As we discussed last week, there have been a lot of reports that boys are in trouble in American education. Some people say efforts to improve education for girls, especially in math and science, have resulted in a crisis for boys.
That belief has led to what a new report calls a growth industry of experts advising how to make schools more “boy friendly.” Yet that report, released this week, suggests that the truth is far different from what people might think.
It says American boys in most cases are doing better than ever. “But girls have just improved their performance on some measures even faster,” it says. As a result, girls have narrowed or closed differences with boys in some areas and moved farther ahead of them in others.
The report is by Sara Mead at Education Sector, an independent research group launched in January in Washington. She bases her arguments on tests used since the early nineteen seventies for a national measure of educational progress.

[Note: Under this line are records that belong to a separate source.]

//! World implementations for the harness runner.

pub mod eight_puzzle;
pub mod path_graph;
pub mod route_map;
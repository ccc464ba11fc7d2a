//! Gremlin response decoding.

mod graphson;

pub use graphson::{GraphsonValue, decode};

The report does agree that some groups of boys are in trouble. It says this is true especially of Hispanics and blacks and those from poor families. But it says closing racial and economic differences would help them more than reducing differences between boys and girls.
Another concern is the large number of boys being identified with learning and emotional disabilities. Also, the report says policymakers now recognize the need to reform public high schools. Such changes should help boys as well as girls.
But the report questions what it calls “simplistic” proposals to fix problems for boys in American schools. One example given is expanding single-sex schooling.
In nineteen ninety-eight, only a few public schools offered any kind of single-sex learning environment. Today, there are more than two hundred. The majority normally teach boys and girls together but offer some single-sex classes. Findings on the success of the idea have differed.
The Education Sector report calls for more study into the differences between boys and girls and into the culture of schools. It says the research will help teachers and parents better understand why gains for boys are not rising as fast as for girls. But the report also advises the public not to worry too much, and to be careful not to harm the gains that girls have made.